Force symmetry for a TensorFlow conv2d kernel

Question

I'd like to enforce symmetry in the weights within a Variable. I really want an approximate circular symmetry. However, I could imagine either row or column enforced symmetry.

The goal is to reduce training time by reducing the number of free variables. I know my problem would like a symmetric array but I might want to include both symmetric and "free" variables. I am using conv2d now, so I believe I need to keep using it.

Answer 1

Here is a function that creates a kernel symmetric with respect to reflection over its center row:

def SymmetricKernels(height,width,in_channels,out_channels,name=None):
    half_kernels = tf.Variable(initial_value=tf.random_normal([(height+1)//2,width,in_channels,out_channels]))
    half_kernels_reversed = tf.reverse(half_kernels[:(height//2),:,:,:],[0])
    kernels = tf.concat([half_kernels,half_kernels_reversed],axis=0,name=name)
    return kernels

Usage example:

w = SymmetricKernels(5,5,1,1)
sess = tf.InteractiveSession()
sess.run(tf.global_variables_initializer())
w_ = sess.run(w)
w_[:,:,0,0]
# output:
# [[-1.299 -1.835 -1.188  0.093 -1.736]
#  [-1.426 -2.087  0.434  0.223 -0.65 ]
#  [-0.217 -0.802 -0.892 -0.229  1.383]
#  [-1.426 -2.087  0.434  0.223 -0.65 ]
#  [-1.299 -1.835 -1.188  0.093 -1.736]]

The idea is to use tf.Variable() to create only the upper half variables of the kernels (half_kernels), and then form the symmetric kernels as a concatenation of the upper half and its reflected version.
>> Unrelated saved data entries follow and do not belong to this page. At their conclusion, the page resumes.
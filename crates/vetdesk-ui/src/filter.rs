// Copyright 2026 Phillip Cloud
// Licensed under the Apache License, Version 2.0

use std::collections::BTreeMap;

use vetdesk_dom::{Document, NodeId};

/// Placeholder row shown when a filter pass leaves no data rows visible.
pub const EMPTY_ROW_CLASS: &str = "sin-resultados";

#[derive(Debug, Clone, Default, PartialEq, Eq)]
pub struct FilterState {
    pub search_text: String,
    /// `data-<key>` name to required value. Empty values do not constrain.
    pub selected_filters: BTreeMap<String, String>,
}

impl FilterState {
    pub fn search(text: &str) -> Self {
        Self {
            search_text: text.to_owned(),
            ..Self::default()
        }
    }

    #[must_use]
    pub fn with_filter(mut self, key: &str, value: &str) -> Self {
        self.selected_filters
            .insert(key.to_owned(), value.to_owned());
        self
    }

    pub fn is_empty(&self) -> bool {
        self.search_text.is_empty() && self.selected_filters.values().all(String::is_empty)
    }
}

pub fn row_matches(doc: &Document, row: NodeId, state: &FilterState) -> bool {
    if !state.search_text.is_empty() {
        let needle = state.search_text.to_lowercase();
        if !doc.inner_text(row).to_lowercase().contains(&needle) {
            return false;
        }
    }
    state
        .selected_filters
        .iter()
        .filter(|(_, value)| !value.is_empty())
        .all(|(key, value)| doc.data(row, key) == Some(value.as_str()))
}

/// Shows matching rows and hides the rest. Returns how many are visible.
pub fn filter_rows(doc: &mut Document, rows: &[NodeId], state: &FilterState) -> usize {
    let mut visible = 0;
    for &row in rows {
        if !doc.exists(row) {
            continue;
        }
        let show = row_matches(doc, row, state);
        doc.set_displayed(row, show);
        visible += usize::from(show);
    }
    visible
}

#[derive(Debug, Clone, PartialEq, Eq)]
pub struct FilterBinding {
    pub key: String,
    pub control_id: String,
}

/// Filter controls bound to one table body by element id.
#[derive(Debug, Clone, PartialEq, Eq)]
pub struct TableFilter {
    body_id: String,
    search_id: Option<String>,
    bindings: Vec<FilterBinding>,
}

impl TableFilter {
    pub fn new(body_id: &str) -> Self {
        Self {
            body_id: body_id.to_owned(),
            search_id: None,
            bindings: Vec::new(),
        }
    }

    #[must_use]
    pub fn with_search(mut self, search_id: &str) -> Self {
        self.search_id = Some(search_id.to_owned());
        self
    }

    #[must_use]
    pub fn bind(mut self, key: &str, control_id: &str) -> Self {
        self.bindings.push(FilterBinding {
            key: key.to_owned(),
            control_id: control_id.to_owned(),
        });
        self
    }

    pub fn body_id(&self) -> &str {
        &self.body_id
    }

    pub fn search_id(&self) -> Option<&str> {
        self.search_id.as_deref()
    }

    /// True when `node` is the search box or one of the bound controls.
    pub fn is_control(&self, doc: &Document, node: NodeId) -> bool {
        let Some(id) = doc.id(node) else {
            return false;
        };
        self.search_id.as_deref() == Some(id)
            || self.bindings.iter().any(|binding| binding.control_id == id)
    }

    /// The bound element, or its first `tbody` when it is a whole table.
    pub fn body(&self, doc: &Document) -> Option<NodeId> {
        let node = doc.element_by_id(&self.body_id)?;
        if doc.tag(node) == Some("table") {
            return doc.query_tag(node, "tbody").into_iter().next();
        }
        Some(node)
    }

    pub fn data_rows(&self, doc: &Document) -> Vec<NodeId> {
        let Some(body) = self.body(doc) else {
            return Vec::new();
        };
        doc.children(body)
            .iter()
            .copied()
            .filter(|row| doc.tag(*row) == Some("tr") && !doc.has_class(*row, EMPTY_ROW_CLASS))
            .collect()
    }

    pub fn visible_rows(&self, doc: &Document) -> Vec<NodeId> {
        self.data_rows(doc)
            .into_iter()
            .filter(|row| doc.is_displayed(*row))
            .collect()
    }

    pub fn read_state(&self, doc: &Document) -> FilterState {
        let control_value = |id: &str| {
            doc.element_by_id(id)
                .map(|node| doc.value(node).to_owned())
                .unwrap_or_default()
        };
        FilterState {
            search_text: self
                .search_id
                .as_deref()
                .map(control_value)
                .unwrap_or_default(),
            selected_filters: self
                .bindings
                .iter()
                .map(|binding| (binding.key.clone(), control_value(&binding.control_id)))
                .collect(),
        }
    }

    /// Reads the live controls and filters the table in one pass.
    pub fn apply(&self, doc: &mut Document) -> usize {
        let Some(body) = self.body(doc) else {
            return 0;
        };
        let state = self.read_state(doc);
        let rows = self.data_rows(doc);
        let visible = filter_rows(doc, &rows, &state);
        if let Some(empty) = doc.first_with_class(body, EMPTY_ROW_CLASS) {
            doc.set_displayed(empty, visible == 0);
        }
        visible
    }
}
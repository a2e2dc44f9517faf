// Copyright 2026 Phillip Cloud
// Licensed under the Apache License, Version 2.0

//! Blocking client for the clinic server's agenda endpoints.

use anyhow::{Context, Result, anyhow, bail};
use reqwest::StatusCode;
use reqwest::blocking::{Client as HttpClient, Response};
use serde::{Deserialize, Serialize};
use std::time::Duration;
use time::Date;
use tracing::debug;
use url::Url;
use vetdesk_app::validation::{format_date, format_time, parse_time};
use vetdesk_app::{Appointment, NewAppointment};

pub const DEFAULT_BASE_URL: &str = "http://localhost:8000";
pub const DEFAULT_TIMEOUT: Duration = Duration::from_secs(5);

#[derive(Debug, Clone)]
pub struct Client {
    base_url: String,
    timeout: Duration,
    http: HttpClient,
}

impl Client {
    pub fn new(base_url: &str, timeout: Duration) -> Result<Self> {
        let base_url = base_url.trim().trim_end_matches('/').to_owned();
        if base_url.is_empty() {
            bail!("server.base_url must not be empty");
        }
        let parsed = Url::parse(&base_url).with_context(|| {
            format!("server.base_url {base_url:?} is not a URL -- use e.g. {DEFAULT_BASE_URL}")
        })?;
        if !matches!(parsed.scheme(), "http" | "https") {
            bail!(
                "server.base_url must use http or https, got {:?}",
                parsed.scheme()
            );
        }

        let http = HttpClient::builder()
            .timeout(timeout)
            .build()
            .context("build HTTP client")?;

        Ok(Self {
            base_url,
            timeout,
            http,
        })
    }

    pub fn base_url(&self) -> &str {
        &self.base_url
    }

    pub fn timeout(&self) -> Duration {
        self.timeout
    }

    /// `GET /agenda/citas-dia/{date}/`
    pub fn appointments_for_day(&self, date: Date) -> Result<Vec<Appointment>> {
        let url = format!("{}/agenda/citas-dia/{}/", self.base_url, format_date(date));
        debug!(%url, "fetching agenda day");
        let response = self
            .http
            .get(&url)
            .send()
            .map_err(|error| connection_error(&self.base_url, error))?;
        let response = check_status(response)?;

        let parsed: DayResponse = response.json().context("decode agenda day")?;
        parsed
            .citas
            .into_iter()
            .map(DayRow::into_appointment)
            .collect()
    }

    /// `POST /agenda/crear/`. A `success: false` reply becomes an error
    /// carrying the server's message.
    pub fn create_appointment(&self, appointment: &NewAppointment) -> Result<()> {
        let url = format!("{}/agenda/crear/", self.base_url);
        let request = CreateRequest::from(appointment);
        debug!(%url, fecha = %request.fecha, hora = %request.hora, "creating appointment");
        let response = self
            .http
            .post(&url)
            .json(&request)
            .send()
            .map_err(|error| connection_error(&self.base_url, error))?;
        let response = check_status(response)?;

        let parsed: CreateResponse = response.json().context("decode create response")?;
        if parsed.success {
            return Ok(());
        }
        match parsed.error.filter(|error| !error.trim().is_empty()) {
            Some(error) => bail!("{error}"),
            None => bail!("server rejected the appointment"),
        }
    }

    /// Succeeds when the server answers at all, short of a server error.
    pub fn ping(&self) -> Result<()> {
        let response = self
            .http
            .get(format!("{}/", self.base_url))
            .send()
            .map_err(|error| connection_error(&self.base_url, error))?;
        let status = response.status();
        if status.is_server_error() {
            let body = response.text().unwrap_or_default();
            return Err(clean_error_response(status, &body));
        }
        Ok(())
    }
}

fn check_status(response: Response) -> Result<Response> {
    let status = response.status();
    if status.is_success() {
        return Ok(response);
    }
    let body = response.text().unwrap_or_default();
    Err(clean_error_response(status, &body))
}

fn connection_error(base_url: &str, error: reqwest::Error) -> anyhow::Error {
    anyhow!(
        "cannot reach {} -- check server.base_url in the config or start the clinic server ({})",
        base_url,
        error
    )
}

fn clean_error_response(status: StatusCode, body: &str) -> anyhow::Error {
    if let Ok(parsed) = serde_json::from_str::<ErrorEnvelope>(body)
        && let Some(message) = parsed.error.or(parsed.detail)
        && !message.is_empty()
    {
        return anyhow!("server error ({}): {}", status.as_u16(), message);
    }

    if body.len() < 100 && !body.contains('{') && !body.contains('<') && !body.trim().is_empty() {
        return anyhow!("server error ({}): {}", status.as_u16(), body.trim());
    }

    anyhow!("server returned {}", status.as_u16())
}

#[derive(Debug, Deserialize)]
struct DayResponse {
    #[serde(default)]
    citas: Vec<DayRow>,
}

#[derive(Debug, Deserialize)]
struct DayRow {
    hora: String,
    tipo: String,
    mascota: String,
}

impl DayRow {
    fn into_appointment(self) -> Result<Appointment> {
        let time = parse_time(&self.hora)
            .map_err(|_| anyhow!("appointment time {:?} is not HH:MM", self.hora))?;
        Ok(Appointment {
            time,
            kind: self.tipo,
            pet: self.mascota,
        })
    }
}

#[derive(Debug, Serialize)]
struct CreateRequest<'a> {
    mascota_id: i64,
    tipo: &'a str,
    duracion: u32,
    notas: &'a str,
    fecha: String,
    hora: String,
}

impl<'a> From<&'a NewAppointment> for CreateRequest<'a> {
    fn from(appointment: &'a NewAppointment) -> Self {
        Self {
            mascota_id: appointment.pet_id.get(),
            tipo: &appointment.kind,
            duracion: appointment.duration_minutes,
            notas: &appointment.notes,
            fecha: format_date(appointment.date),
            hora: format_time(appointment.time),
        }
    }
}

#[derive(Debug, Deserialize)]
struct CreateResponse {
    #[serde(default)]
    success: bool,
    error: Option<String>,
}

#[derive(Debug, Deserialize)]
struct ErrorEnvelope {
    error: Option<String>,
    detail: Option<String>,
}
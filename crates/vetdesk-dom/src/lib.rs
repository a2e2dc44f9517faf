// Copyright 2026 Phillip Cloud
// Licensed under the Apache License, Version 2.0

//! Headless element tree used in place of the browser DOM.
//!
//! Nodes live in a generational arena. A [`NodeId`] whose node has been
//! destroyed never resolves again, so every accessor on a stale id returns
//! `None`/empty and every mutator is a no-op. Callers rely on that to express
//! "element absent, skip silently" without sprinkling error handling.

mod builder;
mod document;
mod geometry;

pub use builder::ElementBuilder;
pub use document::{Document, NodeId};
pub use geometry::Rect;
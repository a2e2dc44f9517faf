// Copyright 2026 Phillip Cloud
// Licensed under the Apache License, Version 2.0

use vetdesk_dom::{Document, NodeId};

use crate::listeners::{DocumentHandler, ListenerId, ListenerSet, Propagation};

pub const SELECT_CLASS: &str = "custom-select";
pub const TRIGGER_CLASS: &str = "select-trigger";
pub const LABEL_CLASS: &str = "select-label";
pub const OPTIONS_CLASS: &str = "select-options";
pub const OPTION_CLASS: &str = "select-option";
pub const OPEN_CLASS: &str = "open";
pub const SELECTED_CLASS: &str = "selected";

#[derive(Debug, Clone, PartialEq, Eq)]
pub struct SelectChange<C> {
    pub select: NodeId,
    pub value: String,
    pub callback: Option<C>,
}

#[derive(Debug, Clone, PartialEq, Eq)]
pub enum SelectOutcome<C> {
    /// The click was not inside any bound select.
    Ignored,
    Opened(NodeId),
    Closed(NodeId),
    Changed(SelectChange<C>),
    /// Inside a select but on nothing actionable.
    Inside,
}

impl<C> SelectOutcome<C> {
    pub fn propagation(&self) -> Propagation {
        match self {
            Self::Ignored => Propagation::Continue,
            _ => Propagation::Stop,
        }
    }
}

#[derive(Debug, Clone, PartialEq, Eq)]
pub struct SelectOption {
    pub value: String,
    pub label: String,
    pub selected: bool,
}

#[derive(Debug, Clone, Copy)]
struct BoundSelect<C> {
    root: NodeId,
    callback: Option<C>,
}

/// Every custom select on a page. Opening one closes the rest, and one
/// document listener closes all of them on clicks that reach the document.
#[derive(Debug, Clone)]
pub struct SelectGroup<C> {
    selects: Vec<BoundSelect<C>>,
    sweep: Option<ListenerId>,
}

impl<C> Default for SelectGroup<C> {
    fn default() -> Self {
        Self {
            selects: Vec::new(),
            sweep: None,
        }
    }
}

impl<C: Copy> SelectGroup<C> {
    pub fn new() -> Self {
        Self::default()
    }

    pub fn len(&self) -> usize {
        self.selects.len()
    }

    pub fn is_empty(&self) -> bool {
        self.selects.is_empty()
    }

    pub fn bind(
        &mut self,
        doc: &Document,
        listeners: &mut ListenerSet,
        root: NodeId,
        callback: Option<C>,
    ) -> bool {
        if !doc.has_class(root, SELECT_CLASS) || self.selects.iter().any(|bound| bound.root == root)
        {
            return false;
        }
        self.selects.push(BoundSelect { root, callback });
        if self.sweep.is_none() {
            self.sweep = Some(listeners.add(DocumentHandler::SelectSweep));
        }
        true
    }

    /// Binds every `.custom-select` under `scope`, asking `callback_for`
    /// which callback each one reports on change.
    pub fn bind_all(
        &mut self,
        doc: &Document,
        listeners: &mut ListenerSet,
        scope: NodeId,
        callback_for: impl Fn(&Document, NodeId) -> Option<C>,
    ) -> usize {
        let mut bound = 0;
        for root in doc.query_class(scope, SELECT_CLASS) {
            if self.bind(doc, listeners, root, callback_for(doc, root)) {
                bound += 1;
            }
        }
        bound
    }

    pub fn click(&mut self, doc: &mut Document, target: NodeId) -> SelectOutcome<C> {
        let Some(bound) = self.owning(doc, target) else {
            return SelectOutcome::Ignored;
        };
        if let Some(option) = doc.closest_with_class(target, OPTION_CLASS)
            && doc.contains(bound.root, option)
        {
            let value = self.choose(doc, bound.root, option);
            return SelectOutcome::Changed(SelectChange {
                select: bound.root,
                value,
                callback: bound.callback,
            });
        }
        if let Some(trigger) = doc.closest_with_class(target, TRIGGER_CLASS)
            && doc.contains(bound.root, trigger)
        {
            if doc.has_class(bound.root, OPEN_CLASS) {
                doc.remove_class(bound.root, OPEN_CLASS);
                return SelectOutcome::Closed(bound.root);
            }
            self.close_all(doc);
            doc.add_class(bound.root, OPEN_CLASS);
            return SelectOutcome::Opened(bound.root);
        }
        SelectOutcome::Inside
    }

    fn owning(&self, doc: &Document, target: NodeId) -> Option<BoundSelect<C>> {
        let root = doc.closest_with_class(target, SELECT_CLASS)?;
        self.selects
            .iter()
            .copied()
            .find(|bound| bound.root == root)
    }

    fn choose(&self, doc: &mut Document, root: NodeId, option: NodeId) -> String {
        let value = doc.data(option, "value").unwrap_or_default().to_owned();
        mark_selected(doc, root, option, &value);
        doc.remove_class(root, OPEN_CLASS);
        value
    }

    pub fn close_all(&self, doc: &mut Document) {
        for bound in &self.selects {
            doc.remove_class(bound.root, OPEN_CLASS);
        }
    }

    pub fn open_select(&self, doc: &Document) -> Option<NodeId> {
        self.selects
            .iter()
            .map(|bound| bound.root)
            .find(|root| doc.has_class(*root, OPEN_CLASS))
    }

    /// Selects the option carrying `value` without reporting a change.
    pub fn set_value(&self, doc: &mut Document, root: NodeId, value: &str) -> bool {
        let Some(option) = doc
            .query_class(root, OPTION_CLASS)
            .into_iter()
            .find(|option| doc.data(*option, "value") == Some(value))
        else {
            return false;
        };
        mark_selected(doc, root, option, value);
        true
    }

    /// Back to the first option.
    pub fn reset(&self, doc: &mut Document, root: NodeId) {
        if let Some(first) = doc.first_with_class(root, OPTION_CLASS) {
            let value = doc.data(first, "value").unwrap_or_default().to_owned();
            mark_selected(doc, root, first, &value);
        }
    }
}

fn mark_selected(doc: &mut Document, root: NodeId, option: NodeId, value: &str) {
    for other in doc.query_class(root, OPTION_CLASS) {
        doc.remove_class(other, SELECTED_CLASS);
    }
    doc.add_class(option, SELECTED_CLASS);
    if let Some(input) = hidden_input(doc, root) {
        doc.set_value(input, value);
    }
    let label = doc.text_content(option);
    if let Some(label_node) = doc.first_with_class(root, LABEL_CLASS) {
        doc.set_text(label_node, &label);
    }
}

pub fn hidden_input(doc: &Document, root: NodeId) -> Option<NodeId> {
    doc.query_tag(root, "input").into_iter().next()
}

pub fn value(doc: &Document, root: NodeId) -> &str {
    hidden_input(doc, root).map_or("", |input| doc.value(input))
}

pub fn options(doc: &Document, root: NodeId) -> Vec<SelectOption> {
    doc.query_class(root, OPTION_CLASS)
        .into_iter()
        .map(|option| SelectOption {
            value: doc.data(option, "value").unwrap_or_default().to_owned(),
            label: doc.text_content(option),
            selected: doc.has_class(option, SELECTED_CLASS),
        })
        .collect()
}

#[cfg(test)]
mod tests {
    use super::{OPEN_CLASS, SelectGroup, SelectOutcome, options, value};
    use crate::listeners::{DocumentHandler, ListenerSet, Propagation};
    use crate::markup;
    use vetdesk_dom::{Document, NodeId};

    #[derive(Debug, Clone, Copy, PartialEq, Eq)]
    enum Callback {
        Refilter,
    }

    fn two_selects(doc: &mut Document) -> (NodeId, NodeId) {
        let body = doc.body();
        let first = markup::custom_select(
            doc,
            body,
            "filtro-especie",
            "Todas",
            &[("perro", "Perro"), ("gato", "Gato")],
        );
        let second = markup::custom_select(
            doc,
            body,
            "filtro-stock",
            "Todos",
            &[("low", "Stock bajo"), ("high", "Stock alto")],
        );
        (first, second)
    }

    fn trigger(doc: &Document, root: NodeId) -> NodeId {
        doc.first_with_class(root, super::TRIGGER_CLASS)
            .expect("trigger")
    }

    #[test]
    fn opening_one_select_closes_the_other() {
        let mut doc = Document::new();
        let mut listeners = ListenerSet::new();
        let (first, second) = two_selects(&mut doc);
        let mut group = SelectGroup::<Callback>::new();
        let scope = doc.body();
        assert_eq!(
            group.bind_all(&doc, &mut listeners, scope, |_, _| Some(Callback::Refilter)),
            2
        );
        assert_eq!(listeners.count_of(DocumentHandler::SelectSweep), 1);

        let first_trigger = trigger(&doc, first);
        assert_eq!(
            group.click(&mut doc, first_trigger),
            SelectOutcome::Opened(first)
        );
        let second_trigger = trigger(&doc, second);
        group.click(&mut doc, second_trigger);
        assert!(!doc.has_class(first, OPEN_CLASS));
        assert!(doc.has_class(second, OPEN_CLASS));
        assert_eq!(group.open_select(&doc), Some(second));

        assert_eq!(
            group.click(&mut doc, second_trigger),
            SelectOutcome::Closed(second)
        );
        assert_eq!(group.open_select(&doc), None);
    }

    #[test]
    fn choosing_an_option_updates_input_label_and_selection() {
        let mut doc = Document::new();
        let mut listeners = ListenerSet::new();
        let (first, _) = two_selects(&mut doc);
        let mut group = SelectGroup::new();
        group.bind(&doc, &mut listeners, first, Some(Callback::Refilter));

        let first_trigger = trigger(&doc, first);
        group.click(&mut doc, first_trigger);
        let gato = doc
            .query_class(first, super::OPTION_CLASS)
            .into_iter()
            .find(|option| doc.data(*option, "value") == Some("gato"))
            .expect("gato option");
        let outcome = group.click(&mut doc, gato);
        assert_eq!(outcome.propagation(), Propagation::Stop);
        let SelectOutcome::Changed(change) = outcome else {
            panic!("expected a change, got {outcome:?}");
        };
        assert_eq!(change.value, "gato");
        assert_eq!(change.callback, Some(Callback::Refilter));
        assert_eq!(value(&doc, first), "gato");
        assert!(!doc.has_class(first, OPEN_CLASS));

        let label = doc
            .first_with_class(first, super::LABEL_CLASS)
            .expect("label");
        assert_eq!(doc.text(label), "Gato");
        let selected: Vec<_> = options(&doc, first)
            .into_iter()
            .filter(|option| option.selected)
            .map(|option| option.value)
            .collect();
        assert_eq!(selected, vec!["gato".to_owned()]);
    }

    #[test]
    fn set_value_and_reset_are_silent() {
        let mut doc = Document::new();
        let mut listeners = ListenerSet::new();
        let (first, _) = two_selects(&mut doc);
        let mut group = SelectGroup::<Callback>::new();
        group.bind(&doc, &mut listeners, first, None);

        assert!(group.set_value(&mut doc, first, "perro"));
        assert_eq!(value(&doc, first), "perro");
        assert!(!group.set_value(&mut doc, first, "loro"));
        assert_eq!(value(&doc, first), "perro");

        group.reset(&mut doc, first);
        assert_eq!(value(&doc, first), "");
    }

    #[test]
    fn clicks_outside_selects_are_ignored() {
        let mut doc = Document::new();
        let mut listeners = ListenerSet::new();
        two_selects(&mut doc);
        let mut group = SelectGroup::<Callback>::new();
        let scope = doc.body();
        group.bind_all(&doc, &mut listeners, scope, |_, _| None);
        let body = doc.body();
        let elsewhere = doc.build("p").append_to(body);
        let outcome = group.click(&mut doc, elsewhere);
        assert_eq!(outcome, SelectOutcome::Ignored);
        assert_eq!(outcome.propagation(), Propagation::Continue);
    }
}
This idea can be extended to create also kernels with both left-right and up-down symmetries.

Answer 2

Another thing you can try is to tie the net's hands by convolving twice, reusing the kernel but flipping it for the second convolution (untested code):

def symmetric_convolution(input_tensor, n_filters, size, name, dilations=[1,1,1,1]):
    with tf.variable_scope("", reuse=tf.AUTO_REUSE):
        kernel = tf.get_variable(shape=[*size, input_tensor.shape[-1], n_filters], name='conv_kernel_' + name, ...)
        lr_flipped_kernel = tf.reverse(kernel, axis=[1], name='conv_kernel_flipped_lr_' + name)

    conv_l = tf.nn.conv2d(input=input_tensor, filter=kernel, strides=[1, 1, 1, 1], padding='SAME', dilations=dilations)
    conv_r = tf.nn.conv2d(input=input_tensor, filter=lr_flipped_kernel, strides=[1, 1, 1, 1], padding='SAME', dilations=dilations)

    return tf.reduce_max(tf.concat([conv_l, conv_r], axis=-1), keepdims=True, axis=[-1])

You can add in biases, activations, etc. as needed. I've used something similar in the past – reduce_max will allow your kernel to take whatever shape, and effectively give you two convolutions for one; if you use reduce_sum instead, any asymmetries will average out quite quickly and your kernel will be symmetric. What works best will depend on your use case.